Like Google's Chrome Web Store, which is the place to install Chrome extensions, Google's Play Store has had its fair share of malicious apps and games that were offered to users.
Just recently, it became known that malicious authenticator apps were listed on the official store. Back in 2022, researchers discovered apps with malware that were downloaded 500,000 times by users, and just last month, security researchers discovered a malicious SDK in a number of apps.
Security researchers at Pradeo have discovered two spyware applications on Google Play that were downloaded more than 1.5 million times by Android users. The applications, File Recovery & Data Recovery (com.spot.music.filedatecom.spot.music.filedate) and File Manager (com.file.box.master.gkd), disguised themselves as file management applications. Their main purpose of them was to send as much user data as possible to servers in China.
File Recovery & Data Recovery was downloaded more than 1 million times from Google Play, File Manager more than 500,000 times. Both applications listed fake Data Safety information on Google Play, claiming that they were not collecting any data.
Data Safety is mandatory information that app developers need to provide about their apps. The information that developers submit is not verified manually by Google.
Both applications had a relatively large number of downloads but no reviews. The researchers suggest that the developers of the app could have enhanced downloads artificially, for example, by using installation farms or mobile device emulators.
Pradeo researchers discovered that the two applications were busy as a bee collecting data from devices they were installed on. Data included:
- The contact lists from the device and from connected accounts, e.g., email accounts, social networking accounts.
- Media, such as pictures, audio or video.
- Real-time user location data.
- Mobile country code.
- Network provider name.
- Network code of the SIM provider.
- Version of the operating system.
- Device brand and model
The installed applications performed "more than a hundred transmissions of the collected data", which, the researchers write, is "so large it is rarely observed".
The applications in question are no longer listed on Google Play at the time of writing. Android users may want to check the list of installed programs to uninstall the apps, if they are still installed on their devices.
Pradeo notes that both applications hid their application icon on the home screen to make the uninstallation difficult. Android users have to open Settings > Apps to get a list of all installed applications and uninstallation options.

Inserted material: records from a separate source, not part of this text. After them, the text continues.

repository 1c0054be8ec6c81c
pub mod commands;
pub mod handlers;
pub mod output;
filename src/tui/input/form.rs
use crossterm::event::{KeyCode, KeyEvent, KeyModifiers};

use crate::tui::app::{Action, App, FormField};

/// Keys while the add-task form is open. There is no cancel key: the form
/// closes through its Cancel button or a click outside it.
pub(super) fn form_action(app: &App, key: KeyEvent) -> Option<Action> {
    let focus = app.form.focus;
    match key.code {
        KeyCode::Tab | KeyCode::Down => Some(Action::FocusNext),
        KeyCode::BackTab | KeyCode::Up => Some(Action::FocusPrev),
        KeyCode::Enter => match focus {
            FormField::Cancel => Some(Action::CloseForm),
            _ => Some(Action::SubmitForm),
        },
        KeyCode::Backspace if focus.is_text() => Some(Action::FormBackspace),
        KeyCode::Char(c)
            if focus.is_text()
                && !key.modifiers.intersects(KeyModifiers::CONTROL | KeyModifiers::ALT) =>
        {
            Some(Action::FormInput(c))
        }
        _ => None,
    }
}
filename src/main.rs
use clap::Parser;
use ruttin::cli::commands::Cli;
use ruttin::cli::handlers;

fn main() {
    let cli = Cli::parse();

    if let Err(e) = handlers::dispatch(cli) {
        eprintln!("error: {}", e);
        std::process::exit(1);
    }
}
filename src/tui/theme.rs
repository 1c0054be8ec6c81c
use ratatui::style::{Color, Modifier};

use crate::model::{Preferences, UiConfig};

/// Color theme for the TUI, derived from the display preferences
#[derive(Debug, Clone, PartialEq)]
pub struct Theme {
    pub background: Color,
    pub text: Color,
    pub text_bright: Color,
    pub highlight: Color,
    pub dim: Color,
    pub red: Color,
    pub yellow: Color,
    pub green: Color,
    pub selection_bg: Color,
    pub gauge_fill: Color,
    pub border: Color,
    /// Low-stimulus mode: no bold, no celebratory glyphs
    pub calm: bool,
}

impl Theme {
    /// The dark palette
    pub fn dark() -> Self {
        Theme {
            background: Color::Rgb(0x0C, 0x00, 0x1B),
            text: Color::Rgb(0xB0, 0xAA, 0xFF),
            text_bright: Color::Rgb(0xFF, 0xFF, 0xFF),
            highlight: Color::Rgb(0xFB, 0x41, 0x96),
            dim: Color::Rgb(0x7D, 0x78, 0xBF),
            red: Color::Rgb(0xFF, 0x44, 0x44),
            yellow: Color::Rgb(0xFF, 0xD7, 0x00),
            green: Color::Rgb(0x44, 0xFF, 0x88),
            selection_bg: Color::Rgb(0x3D, 0x14, 0x38),
            gauge_fill: Color::Rgb(0x44, 0xFF, 0x88),
            border: Color::Rgb(0xFB, 0x41, 0x96),
            calm: false,
        }
    }

    /// The light palette
    pub fn light() -> Self {
        Theme {
            background: Color::Rgb(0xFA, 0xF7, 0xF2),
            text: Color::Rgb(0x3A, 0x34, 0x4A),
            text_bright: Color::Rgb(0x11, 0x0E, 0x1A),
            highlight: Color::Rgb(0xC2, 0x18, 0x5B),
            dim: Color::Rgb(0x8A, 0x84, 0x99),
            red: Color::Rgb(0xC6, 0x28, 0x28),
            yellow: Color::Rgb(0xB2, 0x86, 0x00),
            green: Color::Rgb(0x2E, 0x7D, 0x32),
            selection_bg: Color::Rgb(0xF3, 0xD9, 0xE6),
            gauge_fill: Color::Rgb(0x2E, 0x7D, 0x32),
            border: Color::Rgb(0xC2, 0x18, 0x5B),
            calm: false,
        }
    }

    /// Mute accents so nothing competes for attention
    fn calmed(mut self) -> Self {
        self.highlight = self.text_bright;
        self.green = self.text;
        self.yellow = self.text;
        self.red = self.text;
        self.gauge_fill = self.dim;
        self.border = self.dim;
        self.calm = true;
        self
    }

    /// Pick the palette for the given preferences, then apply `[ui.colors]`
    pub fn resolve(prefs: &Preferences, ui: &UiConfig) -> Self {
        let mut theme = if prefs.dark_mode {
            Theme::dark()
        } else {
            Theme::light()
        };
        if prefs.low_stimulus {
            theme = theme.calmed();
        }

        for (key, value) in &ui.colors {
            if let Some(color) = parse_hex_color(value) {
                match key.as_str() {
                    "background" => theme.background = color,
                    "text" => theme.text = color,
                    "text_bright" => theme.text_bright = color,
                    "highlight" => theme.highlight = color,
                    "dim" => theme.dim = color,
                    "red" => theme.red = color,
                    "yellow" => theme.yellow = color,
                    "green" => theme.green = color,
                    "selection_bg" => theme.selection_bg = color,
                    "gauge_fill" => theme.gauge_fill = color,
                    "border" => theme.border = color,
                    _ => {}
                }
            }
        }

        theme
    }

    /// Modifier for emphasized text (none in low-stimulus mode)
    pub fn emphasis(&self) -> Modifier {
        if self.calm {
            Modifier::empty()
        } else {
            Modifier::BOLD
        }
    }
}

/// Parse a hex color string like "#FF4444" into an RGB Color
fn parse_hex_color(hex: &str) -> Option<Color> {
    let hex = hex.strip_prefix('#')?;
    if hex.len() != 6 || !hex.is_ascii() {
        return None;
    }
    let r = u8::from_str_radix(&hex[0..2], 16).ok()?;
    let g = u8::from_str_radix(&hex[2..4], 16).ok()?;
    let b = u8::from_str_radix(&hex[4..6], 16).ok()?;
    Some(Color::Rgb(r, g, b))
}

#[cfg(test)]
mod tests {
    use super::*;

    #[test]
    fn test_parse_hex_color() {
        assert_eq!(
            parse_hex_color("#FF4444"),
            Some(Color::Rgb(0xFF, 0x44, 0x44))
        );
        assert_eq!(parse_hex_color("FF4444"), None); // missing #
        assert_eq!(parse_hex_color("#FF44"), None); // too short
        assert_eq!(parse_hex_color("#ZZZZZZ"), None); // invalid hex
        assert_eq!(parse_hex_color("#aé123"), None); // six bytes, not six digits
    }

    #[test]
    fn dark_mode_picks_dark_palette() {
        let ui = UiConfig::default();
        let dark = Theme::resolve(
            &Preferences {
                dark_mode: true,
                low_stimulus: false,
            },
            &ui,
        );
        assert_eq!(dark, Theme::dark());
        let light = Theme::resolve(&Preferences::default(), &ui);
        assert_eq!(light, Theme::light());
    }

    #[test]
    fn low_stimulus_mutes_accents() {
        let ui = UiConfig::default();
        let theme = Theme::resolve(
            &Preferences {
                dark_mode: true,
                low_stimulus: true,
            },
            &ui,
        );
        assert!(theme.calm);
        assert_eq!(theme.gauge_fill, theme.dim);
        assert_eq!(theme.highlight, theme.text_bright);
        assert_eq!(theme.emphasis(), Modifier::empty());
        // background is untouched
        assert_eq!(theme.background, Theme::dark().background);
    }

    #[test]
    fn color_overrides_apply_last() {
        let mut ui = UiConfig::default();
        ui.colors.insert("background".into(), "#000000".into());
        ui.colors.insert("gauge_fill".into(), "#112233".into());
        ui.colors.insert("bogus".into(), "#112233".into());
        ui.colors.insert("text".into(), "not-a-color".into());

        let theme = Theme::resolve(&Preferences::default(), &ui);
        assert_eq!(theme.background, Color::Rgb(0, 0, 0));
        assert_eq!(theme.gauge_fill, Color::Rgb(0x11, 0x22, 0x33));
        assert_eq!(theme.text, Theme::light().text);
    }

    #[test]
    fn non_ascii_override_is_ignored() {
        let mut ui = UiConfig::default();
        ui.colors.insert("highlight".into(), "#aé123".into());
        let theme = Theme::resolve(&Preferences::default(), &ui);
        assert_eq!(theme.highlight, Theme::light().highlight);

        let dark = Theme::resolve(
            &Preferences {
                dark_mode: true,
                low_stimulus: false,
            },
            &ui,
        );
        assert_eq!(dark.highlight, Theme::dark().highlight);
    }
}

Now You: do you vet apps before you install them?
@Martin Brinkmann
OT: Google is removing the NewPipe homepage from its search results due to a DMCA takedown, might be worth an article:
https://newpipe.net/blog/pinned/announcement/newpipe-net-dmca-google-search/
Protect all my webs and apps
“Google Play Store malware installed on 1.5 million Android devices”

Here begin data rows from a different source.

use std::fs;
use std::io::{self, Write};
use std::path::{Path, PathBuf};

use indexmap::IndexMap;
use tempfile::NamedTempFile;

/// Error type for preference persistence
#[derive(Debug, thiserror::Error)]
pub enum StoreError {
    #[error("could not write {path}: {source}")]
    WriteError { path: PathBuf, source: io::Error },
    #[error("could not serialize preferences: {0}")]
    SerializeError(#[from] serde_json::Error),
}

/// Key-value port for boolean display preferences.
///
/// Values are kept as the strings `"true"` / `"false"`. Anything else reads
/// back as `None`.
pub trait PreferenceStore {
    fn get(&self, key: &str) -> Option<bool>;
    fn set(&mut self, key: &str, value: bool) -> Result<(), StoreError>;
}

fn parse_flag(raw: &str) -> Option<bool> {
    match raw {
        "true" => Some(true),
        "false" => Some(false),
        _ => None,
    }
}

fn flag_str(value: bool) -> &'static str {
    if value { "true" } else { "false" }
}

// ---------------------------------------------------------------------------
// In-memory store
// ---------------------------------------------------------------------------

/// Store that lives only as long as the process
#[derive(Debug, Clone, Default)]
pub struct MemoryStore {
    entries: IndexMap<String, String>,
}

impl MemoryStore {
    pub fn new() -> Self {
        Self::default()
    }

    /// Put an arbitrary raw value under `key`
    pub fn insert_raw(&mut self, key: &str, raw: &str) {
        self.entries.insert(key.to_string(), raw.to_string());
    }

    pub fn raw(&self, key: &str) -> Option<&str> {
        self.entries.get(key).map(|s| s.as_str())
    }
}

impl PreferenceStore for MemoryStore {
    fn get(&self, key: &str) -> Option<bool> {
        self.entries.get(key).and_then(|raw| parse_flag(raw))
    }

    fn set(&mut self, key: &str, value: bool) -> Result<(), StoreError> {
        self.entries
            .insert(key.to_string(), flag_str(value).to_string());
        Ok(())
    }
}

// ---------------------------------------------------------------------------
// JSON file store
// ---------------------------------------------------------------------------

/// Store backed by a flat JSON object of strings, e.g.
/// `{"darkMode": "true", "lowStimulus": "false"}`.
///
/// The file is read once when opened; every `set` rewrites it atomically.
#[derive(Debug)]
pub struct FileStore {
    path: PathBuf,
    entries: IndexMap<String, String>,
}

impl FileStore {
    /// Open the store at `path`. A missing or unreadable file starts empty;
    /// non-string values are ignored.
    pub fn open(path: &Path) -> Self {
        let entries = read_entries(path);
        FileStore {
            path: path.to_path_buf(),
            entries,
        }
    }

    pub fn path(&self) -> &Path {
        &self.path
    }

    fn flush(&self) -> Result<(), StoreError> {
        let content = serde_json::to_string_pretty(&self.entries)?;
        write_atomic(&self.path, content.as_bytes()).map_err(|e| StoreError::WriteError {
            path: self.path.clone(),
            source: e,
        })
    }
}

impl PreferenceStore for FileStore {
    fn get(&self, key: &str) -> Option<bool> {
        self.entries.get(key).and_then(|raw| parse_flag(raw))
    }

    fn set(&mut self, key: &str, value: bool) -> Result<(), StoreError> {
        self.entries
            .insert(key.to_string(), flag_str(value).to_string());
        self.flush()
    }
}

fn read_entries(path: &Path) -> IndexMap<String, String> {
    let content = match fs::read_to_string(path) {
        Ok(c) => c,
        Err(e) => {
            if e.kind() != io::ErrorKind::NotFound {
                log::warn!("could not read {}: {}", path.display(), e);
            }
            return IndexMap::new();
        }
    };
    match serde_json::from_str::<IndexMap<String, serde_json::Value>>(&content) {
        Ok(values) => values
            .into_iter()
            .filter_map(|(k, v)| match v {
                serde_json::Value::String(s) => Some((k, s)),
                _ => None,
            })
            .collect(),
        Err(e) => {
            log::warn!("ignoring malformed preferences {}: {}", path.display(), e);
            IndexMap::new()
        }
    }
}

/// Write via a temp file in the same directory, then rename over `path`
fn write_atomic(path: &Path, content: &[u8]) -> io::Result<()> {
    let dir = match path.parent() {
        Some(p) if !p.as_os_str().is_empty() => p,
        _ => Path::new("."),
    };
    fs::create_dir_all(dir)?;
    let mut tmp = NamedTempFile::new_in(dir)?;
    tmp.write_all(content)?;
    tmp.flush()?;
    tmp.persist(path).map_err(|e| e.error)?;
    Ok(())
}
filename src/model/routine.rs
use super::task::{Icon, Task, TaskId};

/// The ordered task list for one session, plus the id generator.
///
/// Insertion order is display order. `next_id` is always greater than every
/// id handed out so far.
#[derive(Debug, Clone)]
pub struct Routine {
    tasks: Vec<Task>,
    next_id: u64,
}

impl Routine {
    /// An empty routine whose first task gets id `seed` (clamped to 1)
    pub fn with_seed(seed: u64) -> Self {
        Routine {
            tasks: Vec::new(),
            next_id: seed.max(1),
        }
    }

    /// Append a new, incomplete task and return its id
    pub fn add_task(&mut self, name: String, icon: Icon, points: u32) -> TaskId {
        let id = TaskId(self.next_id);
        self.next_id += 1;
        self.tasks.push(Task::new(id, name, icon, points));
        id
    }

    /// Mark a task done. Returns the awarded points, or `None` when the task
    /// does not exist or was already completed.
    pub fn complete_task(&mut self, id: TaskId) -> Option<u32> {
        let task = self.tasks.iter_mut().find(|t| t.id == id)?;
        if task.completed {
            return None;
        }
        task.completed = true;
        Some(task.points)
    }

    pub fn tasks(&self) -> &[Task] {
        &self.tasks
    }

    pub fn get(&self, id: TaskId) -> Option<&Task> {
        self.tasks.iter().find(|t| t.id == id)
    }

    /// The id the next `add_task` will hand out
    pub fn next_id(&self) -> TaskId {
        TaskId(self.next_id)
    }

    pub fn len(&self) -> usize {
        self.tasks.len()
    }

    pub fn is_empty(&self) -> bool {
        self.tasks.is_empty()
    }
}

impl Default for Routine {
    fn default() -> Self {
        Routine::with_seed(1)
    }
}
//! Pure projection of the routine into what the screen shows.
//!
//! Rows carry the task id, so input resolves a row to a task at the moment
//! the event arrives; nothing needs re-binding after a draw.

use crate::model::routine::Routine;
use crate::model::task::TaskId;
use crate::ops::stats::Stats;

/// Shown instead of the list when the routine has no tasks
pub const EMPTY_PLACEHOLDER: &str = "Nenhuma tarefa na sua rotina. Que tal adicionar uma?";

/// The action control at the end of each row
#[derive(Debug, Clone, Copy, PartialEq, Eq)]
pub enum Control {
    /// Mark complete, showing the reward
    Complete { points: u32 },
    /// Disabled indicator for a finished task
    Done,
}

impl Control {
    pub fn label(&self) -> String {
        match self {
            Control::Complete { points } => format!("[Concluir (+{})]", points),
            Control::Done => "✓ Feito".to_string(),
        }
    }

    pub fn is_enabled(&self) -> bool {
        matches!(self, Control::Complete { .. })
    }
}

/// One line of the routine list
#[derive(Debug, Clone, PartialEq, Eq)]
pub struct TaskRow {
    pub id: TaskId,
    pub glyph: &'static str,
    pub name: String,
    pub control: Control,
}

pub fn task_rows(routine: &Routine) -> Vec<TaskRow> {
    routine
        .tasks()
        .iter()
        .map(|task| TaskRow {
            id: task.id,
            glyph: task.icon.glyph(),
            name: task.name.clone(),
            control: if task.completed {
                Control::Done
            } else {
                Control::Complete {
                    points: task.points,
                }
            },
        })
        .collect()
}

/// Header and progress bar contents
#[derive(Debug, Clone, PartialEq)]
pub struct StatsView {
    pub points: String,
    pub level: String,
    pub ratio: f64,
    pub caption: String,
}

pub fn stats_view(stats: &Stats) -> StatsView {
    StatsView {
        points: stats.points.to_string(),
        level: stats.level.to_string(),
        ratio: stats.ratio(),
        caption: stats.caption(),
    }
}

/// Text of the popup shown after completing a task
pub fn acknowledgement_text(task_name: &str, points: u32, calm: bool) -> String {
    let body = format!(
        "Parabéns! Você completou: {}! Você ganhou {} pontos!",
        task_name, points
    );
    if calm { body } else { format!("🎉 {}", body) }
}

/// First row index shown when the list is `height` rows tall
pub fn visible_offset(cursor: usize, height: usize) -> usize {
    if height == 0 || cursor < height {
        0
    } else {
        cursor + 1 - height
    }
}

#[cfg(test)]
mod tests {
    use super::*;
    use crate::model::task::Icon;
    use crate::ops::stats::compute_stats;

    #[test]
    fn rows_follow_completion_state() {
        let mut routine = Routine::default();
        let a = routine.add_task("Brush Teeth".into(), Icon::sanitize("tooth").unwrap(), 10);
        routine.add_task("Read".into(), Icon::sanitize("zzz").unwrap(), 5);

        let rows = task_rows(&routine);
        assert_eq!(rows[0].control, Control::Complete { points: 10 });
        assert_eq!(rows[0].glyph, "🦷");
        assert_eq!(rows[1].glyph, "•");

        routine.complete_task(a);
        let rows = task_rows(&routine);
        assert_eq!(rows[0].control, Control::Done);
        assert!(!rows[0].control.is_enabled());
        assert!(rows[1].control.is_enabled());
    }

    #[test]
    fn control_labels() {
        assert_eq!(Control::Complete { points: 15 }.label(), "[Concluir (+15)]");
        assert_eq!(Control::Done.label(), "✓ Feito");
    }

    #[test]
    fn stats_view_strings() {
        let mut routine = Routine::default();
        let id = routine.add_task("Brush Teeth".into(), Icon::sanitize("tooth").unwrap(), 10);
        routine.complete_task(id);
        let view = stats_view(&compute_stats(routine.tasks()));
        assert_eq!(view.points, "10");
        assert_eq!(view.level, "1");
        assert_eq!(view.caption, "1 de 1 tarefas concluídas (100%)");
        assert_eq!(view.ratio, 1.0);
    }

    #[test]
    fn acknowledgement_wording() {
        let text = acknowledgement_text("Ler", 20, false);
        assert!(text.starts_with("🎉"));
        assert!(text.contains("Você completou: Ler!"));
        assert!(text.contains("Você ganhou 20 pontos!"));
        assert!(!acknowledgement_text("Ler", 20, true).contains('🎉'));
    }

    #[test]
    fn offset_keeps_cursor_visible() {
        assert_eq!(visible_offset(0, 5), 0);
        assert_eq!(visible_offset(4, 5), 0);
        assert_eq!(visible_offset(5, 5), 1);
        assert_eq!(visible_offset(9, 5), 5);
        assert_eq!(visible_offset(3, 0), 0);
    }
}
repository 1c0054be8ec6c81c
pub mod config;
pub mod prefs;
pub mod routine;
pub mod task;

pub use config::*;
pub use prefs::*;
pub use routine::*;
pub use task::*;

Only 1.5 million ? Isn’t the play store installed by default on every device ?
If you consider GPlay as a malware (which sometimes is) then yes.

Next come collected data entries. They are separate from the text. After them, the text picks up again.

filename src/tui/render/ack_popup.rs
use ratatui::Frame;
use ratatui::layout::Rect;
use ratatui::style::Style;
use ratatui::text::{Line, Span};
use ratatui::widgets::{Block, Borders, Clear, Paragraph};

use super::helpers::wrap_text;
use crate::tui::app::App;
use crate::tui::layout::centered_rect_fixed;
use crate::tui::view::acknowledgement_text;

/// Render the popup shown right after a task is completed
pub fn render_ack_popup(frame: &mut Frame, app: &App, area: Rect) {
    let Some(ack) = &app.acknowledgement else {
        return;
    };
    let popup_w: u16 = 64.min(area.width.saturating_sub(2));
    let inner_w = popup_w.saturating_sub(2) as usize;

    let bg = app.theme.background;
    let accent = if app.theme.calm {
        app.theme.text_bright
    } else {
        app.theme.yellow
    };
    let message_style = Style::default()
        .fg(accent)
        .bg(bg)
        .add_modifier(app.theme.emphasis());
    let dim_style = Style::default().fg(app.theme.dim).bg(bg);

    let text = acknowledgement_text(&ack.task_name, ack.points, app.theme.calm);
    let mut styled_lines: Vec<(String, Style)> = vec![("".into(), dim_style)];
    for s in wrap_text(" ", &text, inner_w) {
        styled_lines.push((s, message_style));
    }
    styled_lines.push(("".into(), dim_style));
    for s in wrap_text(" ", "Pressione qualquer tecla para continuar.", inner_w) {
        styled_lines.push((s, dim_style));
    }

    // Dynamic height from content + 2 for borders
    let popup_h = ((styled_lines.len() as u16) + 2).min(area.height.saturating_sub(2));
    let overlay_area = centered_rect_fixed(popup_w, popup_h, area);
    frame.render_widget(Clear, overlay_area);

    let lines: Vec<Line> = styled_lines
        .into_iter()
        .map(|(text, style)| Line::from(Span::styled(text, style)))
        .collect();

    let block = Block::default()
        .borders(Borders::ALL)
        .border_style(Style::default().fg(accent).bg(bg))
        .style(Style::default().bg(bg));

    let paragraph = Paragraph::new(lines)
        .block(block)
        .style(Style::default().bg(bg));
    frame.render_widget(paragraph, overlay_area);
}

#[cfg(test)]
mod tests {
    use super::super::test_helpers::*;
    use super::*;
    use crate::model::PrefKey;
    use crate::tui::app::Action;

    fn render_popup(app: &App) -> String {
        render_to_string(TERM_W, TERM_H, |frame, area| {
            render_ack_popup(frame, app, area);
        })
    }

    #[test]
    fn nothing_without_acknowledgement() {
        let app = app_with_tasks(&[("Read", 20)]);
        assert_eq!(render_popup(&app), "");
    }

    #[test]
    fn celebrates_completed_task() {
        let mut app = app_with_tasks(&[("Read", 20)]);
        app.dispatch(Action::CompleteSelected);
        let output = render_popup(&app);
        assert!(output.contains("🎉"));
        assert!(output.contains("Parabéns! Você completou: Read!"));
        assert!(output.contains("Você ganhou 20 pontos!"));
    }

    #[test]
    fn calm_mode_drops_the_emoji() {
        let mut app = app_with_tasks(&[("Read", 20)]);
        app.dispatch(Action::ToggleLowStimulus);
        app.dispatch(Action::CompleteSelected);
        assert!(app.prefs.get(PrefKey::LowStimulus));
        let output = render_popup(&app);
        assert!(!output.contains("🎉"));
        assert!(output.contains("Você ganhou 20 pontos!"));
    }
}
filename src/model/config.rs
use std::collections::HashMap;
use std::path::PathBuf;

use serde::Deserialize;

/// Configuration from config.toml
#[derive(Debug, Clone, Default, Deserialize)]
pub struct AppConfig {
    #[serde(default)]
    pub routine: RoutineConfig,
    #[serde(default)]
    pub ui: UiConfig,
    #[serde(default)]
    pub log: LogConfig,
}

#[derive(Debug, Clone, Deserialize)]
pub struct RoutineConfig {
    /// First id handed out
    #[serde(default = "default_id_seed")]
    pub id_seed: u64,
    /// Tasks the routine starts with
    #[serde(default = "default_tasks")]
    pub tasks: Vec<TaskConfig>,
}

impl Default for RoutineConfig {
    fn default() -> Self {
        RoutineConfig {
            id_seed: default_id_seed(),
            tasks: default_tasks(),
        }
    }
}

#[derive(Debug, Clone, PartialEq, Eq, Deserialize)]
pub struct TaskConfig {
    pub name: String,
    pub icon: String,
    pub points: u32,
}

fn default_id_seed() -> u64 {
    1
}

/// The daily tasks a fresh routine starts with
fn default_tasks() -> Vec<TaskConfig> {
    vec![
        TaskConfig {
            name: "Escovar os Dentes".into(),
            icon: "tooth".into(),
            points: 10,
        },
        TaskConfig {
            name: "Tomar Café da Manhã".into(),
            icon: "coffee".into(),
            points: 15,
        },
        TaskConfig {
            name: "Hora da Aula/Trabalho".into(),
            icon: "book".into(),
            points: 20,
        },
    ]
}

#[derive(Debug, Clone, Deserialize)]
pub struct UiConfig {
    #[serde(default = "default_true")]
    pub show_key_hints: bool,
    /// Hex color overrides, e.g. `highlight = "#FB4196"`
    #[serde(default)]
    pub colors: HashMap<String, String>,
    /// Where preferences are stored (default: next to config.toml)
    #[serde(default)]
    pub prefs_file: Option<PathBuf>,
}

impl Default for UiConfig {
    fn default() -> Self {
        UiConfig {
            show_key_hints: true,
            colors: HashMap::new(),
            prefs_file: None,
        }
    }
}

fn default_true() -> bool {
    true
}

#[derive(Debug, Clone, Deserialize)]
pub struct LogConfig {
    /// flexi_logger spec, overridden by RUTTIN_LOG / RUST_LOG
    #[serde(default = "default_log_level")]
    pub level: String,
    #[serde(default)]
    pub dir: Option<PathBuf>,
}

impl Default for LogConfig {
    fn default() -> Self {
        LogConfig {
            level: default_log_level(),
            dir: None,
        }
    }
}

fn default_log_level() -> String {
    "info".into()
}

The report said 1.5 million downloaded malicious apps from Google and a crap-ton of data was sent back to Chinese servers.
Are the Chinese copying Google’s tracking schemes, and double-crossing both the 5-eyes and Google?
The Chinese are copying the 5-eyes/Google data collection scheme?
If android came with a proper file manager by default instead of manipulating you into using google services people wouldn’t need to search for third party apps to do basic OS functions.
Makes you wonder about the Firefox browser about:config setting “browser.safebrowsing.enabled which is set to True by default” along with “browser.safebrowsing.downloads.remote.enabled also set to True”. How can Google be trusted to get it right when they can’t even protect their own Store.
@TelV
Yeah man, malware problem in Google Play Store which relies on developers sending their apps to Google so users can download those apps is somehow linked to safebrowsing used for detecting malicious websites and somehow Mozilla is responsible for all that.
Go touch some grass man.
It would be great if you could post a jpeg of the icons for the dubious android apps so I can quickly see if I’ve downloaded them. There are so many apps called File Manager that I have no idea if I have the malicious one or not. Or is there is an easy way I can see the apk name of the file manager I have installed?
Use apps from F-Droid. File manager, app installer apps on F-Droid aren’t constrained by Google API limit and hence are much more powerful and feature rich. Infact you only need Play Store apps for games or to use services of a particular service provider which has its own exclusive app. For other tasks open source is the way.
Google claims to have stringent requirements for apps on Play Store, but look at all of the malware that has been uploaded to the platform.
Google needs to start actually reviewing all code of all apps initally place, and when updated on the Play Store.